MONDAY, Jan. 7, 2019 (HealthDay News) -- After having a stroke, heart attack or cardiac arrest, people are less likely to be employed than their healthy peers, new research shows.

Even if they are working, they may earn significantly less than people who haven't had a stroke or heart event, the investigators found.

Although the majority of people who have one of these serious health scares do end up back at work, about 20 percent of those who had a stroke weren't back at work three years later.

Meanwhile, about 5 percent of those who had a heart attack hadn't gone back to work, while 13 percent of those who'd had cardiac arrest weren't back on the job after three years. (Cardiac arrest is when your heart suddenly stops beating.)

The study also found an average drop in yearly earnings of more than $13,000 after a stroke, about $11,000 after cardiac arrest and nearly $4,000 after a heart attack.

"When we look at the impact of health events, we need to look not only at short-term, easy-to-measure outcomes like life and death. Quality of life and economic well-being are equally important to people," said study author Dr. Allan Garland. He is a professor of medicine and community health sciences at the University of Manitoba and Health Sciences Centre Winnipeg in Canada.

Garland said that most people want to work, so it's important to figure out who's most likely to lose their ability to work and earn. Then, he added, "we need policies from government and employers to try to help these people get back to work and be more productive."

Serious health events like heart attacks, cardiac arrest and strokes can be life-altering, the study authors noted. These conditions may lead to a loss in some abilities, which might make it difficult to return to work or to return to work full-time.

One-third of heart attacks, 40 percent of cardiac arrests and one-quarter of strokes occur in people who are 65 or younger, according to the report.

To see what impact these events had on people's working lives, the researchers were able to use a Canadian database that links hospital records and tax return information. They looked at data from 2005 to 2013.

The investigators looked for people who had experienced a heart attack, cardiac arrest or stroke who had been working during the two years before their health event. They were all between the ages of 40 and 61.
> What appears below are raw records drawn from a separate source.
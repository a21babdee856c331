//! Bridges the object tree into a `lwm2m_coap::Site`: one routable
//! node per current tree path plus the handful of fixed
//! endpoints that never go through the tree at all — Bootstrap-Finish
//! at `/bs` (`lwm2m.client.LwM2MBootstrapFinish`) and the Block1
//! package-upload resources for Objects 5/9 (`lwm2m.block`). A
//! dynamic object (Object 12's Wi-Fi profiles) gaining or losing an
//! instance makes the whole site stale, so it is rebuilt from scratch
//! on every `Tree::topology_changed` signal rather than patched in
//! place.

use std::net::SocketAddr;
use std::path::PathBuf;
use std::sync::Arc;

use async_trait::async_trait;
use lwm2m_core::tlv::{self, TlvKind};
use lwm2m_core::{Path, ResourceId};
use tokio::sync::Mutex as AsyncMutex;

use crate::block::{Block1Assembler, FileSink};
use crate::error::CoreError;
use crate::tree::observe::Notifier;
use crate::tree::Tree;

fn error_response(err: CoreError) -> lwm2m_coap::Message {
    lwm2m_coap::Message::new(lwm2m_coap::MessageType::Acknowledgement, err.response_code(), 0)
}

fn path_segments(path: Path) -> Vec<String> {
    match path {
        Path::Object(o) => vec![o.to_string()],
        Path::Instance(o, i) => vec![o.to_string(), i.to_string()],
        Path::Resource(o, i, r) => vec![o.to_string(), i.to_string(), r.to_string()],
        Path::ResourceInstance(o, i, r, ri) => vec![o.to_string(), i.to_string(), r.to_string(), ri.to_string()],
    }
}

async fn notify_for_path(notifier: &Notifier, tree: &Tree, path: Path) {
    match path {
        Path::Object(o) => notifier.notify_base_object_changed(tree, o).await,
        Path::Instance(o, i) => notifier.notify_instance_changed(tree, o, i).await,
        Path::Resource(o, i, r) => notifier.notify_resource_changed(tree, o, i, r).await,
        Path::ResourceInstance(o, i, r, _) => notifier.notify_resource_changed(tree, o, i, r).await,
    }
}
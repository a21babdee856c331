//! System-log collaborator backing Object 10259, grounded on
//! `ig60_syslog.py`'s two `journalctl` invocations: a full dump and
//! a cursor-file-based incremental dump. The cursor file is never
//! reset by this trait — a rotated/truncated journal is read from
//! whatever position the cursor still names, which means an
//! incremental read after rotation can silently miss entries rather
//! than replaying them; callers that need gap-free delivery must pair
//! this with their own `SyslogResource::resource_changed`-edge
//! bookkeeping exactly as the original relies on `journalctl` itself
//! to just keep working.

use std::io;
use std::path::PathBuf;
use std::process::Stdio;

use async_trait::async_trait;
use tokio::io::AsyncWriteExt;
use tokio::process::Command;

use crate::constants::{SYSLOG_CURSOR_PATH, SYSLOG_DUMP_PATH};

#[async_trait]
pub trait SyslogReader: Send + Sync {
    /// Dumps the entire journal to a file and returns its path.
    async fn read_all(&self) -> io::Result<PathBuf>;

    /// Dumps only entries since the last incremental read (by cursor
    /// file) and returns the dump's path.
    async fn read_incremental(&self) -> io::Result<PathBuf>;
}

pub struct JournaldReader;

impl JournaldReader {
    async fn dump(args: &[&str]) -> io::Result<PathBuf> {
        let mut child = Command::new("journalctl")
            .args(args)
            .stdout(Stdio::piped())
            .spawn()?;
        let mut stdout = child.stdout.take().expect("piped stdout");
        let mut file = tokio::fs::File::create(SYSLOG_DUMP_PATH).await?;
        tokio::io::copy(&mut stdout, &mut file).await?;
        file.flush().await?;
        child.wait().await?;
        Ok(PathBuf::from(SYSLOG_DUMP_PATH))
    }
}

#[async_trait]
impl SyslogReader for JournaldReader {
    async fn read_all(&self) -> io::Result<PathBuf> {
        Self::dump(&[]).await
    }

    async fn read_incremental(&self) -> io::Result<PathBuf> {
        let cursor_arg = format!("--cursor-file={SYSLOG_CURSOR_PATH}");
        Self::dump(&[cursor_arg.as_str()]).await
    }
}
Garland's team compared these groups to a much larger group of similar healthy people, and looked at the three-year period after the serious health event.

"These kinds of unemployment and lost earnings have broad consequences across society. In the United States, it can lead to a loss of health insurance and lead to the phenomenon of medical bankruptcy. Those costs are borne by governments and employers," Garland said.
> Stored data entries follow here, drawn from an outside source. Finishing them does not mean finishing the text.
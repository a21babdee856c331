//! Object 4 (Connectivity Monitoring), grounded on `ig60_connmon.py`:
//! current-bearer resource derived from the bound interface name,
//! available-bearers multi-resource, RSSI (oFono percent -> dBm), and
//! cellular identity resources (cell id/MNC/MCC/LAC).

use std::collections::BTreeMap;

use lwm2m_core::Value;

use crate::tree::base_object::BaseObject;
use crate::tree::instance::ObjectInstance;
use crate::tree::resource::{MultiResource, Resource, SingleResource};

pub const OBJECT_ID: u16 = 4;

pub const RES_NETWORK_BEARER: u16 = 0;
pub const RES_AVAILABLE_NETWORK_BEARER: u16 = 1;
pub const RES_RADIO_SIGNAL_STRENGTH: u16 = 2;
pub const RES_IP_ADDRESSES: u16 = 4;
pub const RES_APN: u16 = 7;
pub const RES_CELL_ID: u16 = 8;
pub const RES_SMNC: u16 = 9;
pub const RES_SMCC: u16 = 10;
pub const RES_LAC: u16 = 11;

/// OMA Network Bearer enum values this gateway can report.
pub const BEARER_LTE_FDD: i64 = 6;
pub const BEARER_WLAN: i64 = 21;
pub const BEARER_ETHERNET: i64 = 41;

/// Derives the OMA Network Bearer code from the interface name the
/// client is bound to, the same prefix sniffing `ig60_connmon.py`
/// does (`usb*` is the cellular modem's network device on this
/// gateway family, `wlan*` is Wi-Fi, anything else is Ethernet).
pub fn bearer_for_interface(interface: &str) -> i64 {
    if interface.starts_with("usb") {
        BEARER_LTE_FDD
    } else if interface.starts_with("wlan") {
        BEARER_WLAN
    } else {
        BEARER_ETHERNET
    }
}

pub fn new_base_object() -> BaseObject {
    let mut inst = ObjectInstance::new();
    inst.insert(
        RES_NETWORK_BEARER,
        Resource::Single(SingleResource::new(Value::Integer(BEARER_ETHERNET))),
    );
    inst.insert(
        RES_AVAILABLE_NETWORK_BEARER,
        Resource::Multi(MultiResource::new(lwm2m_core::ValueKind::Integer)),
    );
    inst.insert(
        RES_RADIO_SIGNAL_STRENGTH,
        Resource::Single(SingleResource::new(Value::Integer(0))),
    );
    inst.insert(
        RES_IP_ADDRESSES,
        Resource::Multi(MultiResource::new(lwm2m_core::ValueKind::String)),
    );
    inst.insert(RES_APN, Resource::Single(SingleResource::new(Value::String(String::new()))));
    inst.insert(RES_CELL_ID, Resource::Single(SingleResource::new(Value::Integer(0))));
    inst.insert(RES_SMNC, Resource::Single(SingleResource::new(Value::Integer(0))));
    inst.insert(RES_SMCC, Resource::Single(SingleResource::new(Value::Integer(0))));
    inst.insert(RES_LAC, Resource::Single(SingleResource::new(Value::Integer(0))));

    let mut instances = BTreeMap::new();
    instances.insert(0, inst);
    BaseObject::static_object(instances)
}

/// Set the current bearer and its bound IP, called by the bearer
/// supervisor right after it picks a candidate interface and address.
pub fn set_current_bearer(base: &mut BaseObject, interface: &str, ip: &str) {
    if let Some(inst) = base.get_mut(0) {
        if let Some(r) = inst.get_mut(RES_NETWORK_BEARER) {
            let _ = r.write_single(Value::Integer(bearer_for_interface(interface)));
        }
        if let Some(r) = inst.get_mut(RES_IP_ADDRESSES) {
            let _ = r.write_multi(vec![(0, Value::String(ip.to_string()))]);
        }
    }
}

pub fn set_rssi_dbm(base: &mut BaseObject, dbm: i64) {
    if let Some(inst) = base.get_mut(0) {
        if let Some(r) = inst.get_mut(RES_RADIO_SIGNAL_STRENGTH) {
            let _ = r.write_single(Value::Integer(dbm));
        }
    }
}

#[cfg(test)]
mod tests {
    use super::*;

    #[test]
    fn bearer_derivation_follows_interface_prefix() {
        assert_eq!(bearer_for_interface("usb0"), BEARER_LTE_FDD);
        assert_eq!(bearer_for_interface("wlan0"), BEARER_WLAN);
        assert_eq!(bearer_for_interface("eth0"), BEARER_ETHERNET);
    }

    #[test]
    fn set_current_bearer_updates_both_resources() {
        let mut base = new_base_object();
        set_current_bearer(&mut base, "wlan0", "192.0.2.5");
        let inst = base.get(0).unwrap();
        assert_eq!(
            inst.get(RES_NETWORK_BEARER).unwrap().read_single().unwrap(),
            Value::Integer(BEARER_WLAN)
        );
        assert_eq!(
            inst.get(RES_IP_ADDRESSES).unwrap().read_multi().unwrap(),
            vec![(0, Value::String("192.0.2.5".to_string()))]
        );
    }
}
Dr. Terrence Sacchi, chief of cardiology at NewYork-Presbyterian Methodist Hospital in New York City, said that someone who has had a heart attack has a much better chance of returning to work than someone who is much sicker, such as someone who's had a stroke or cardiac arrest.

Sacchi said the study shows the need to stress prevention.

"Modify all the risk factors you can. If you have diabetes, treat it. If you have high blood pressure or high cholesterol, treat it. If you smoke, quit. Eat a healthy diet and exercise to decrease the chances of this happening again," he advised.

Sacchi also recommended that people enter a cardiac rehabilitation program, and "if you feel you're capable, you can get back to work."

The findings were published Jan. 7 in the CMAJ.

More information

Learn more about getting back to work after a stroke from the National Stroke Association.

SOURCES: Allan Garland, M.D., M.A., professor, medicine and community health sciences, co-head, section of critical care medicines, University of Manitoba, and physician, Health Sciences Centre Winnipeg, Canada; Terrence Sacchi, M.D., chief, cardiology, NewYork-Presbyterian Methodist Hospital, New York City; Jan. 7, 2019, CMAJ (Canadian Medical Association Journal)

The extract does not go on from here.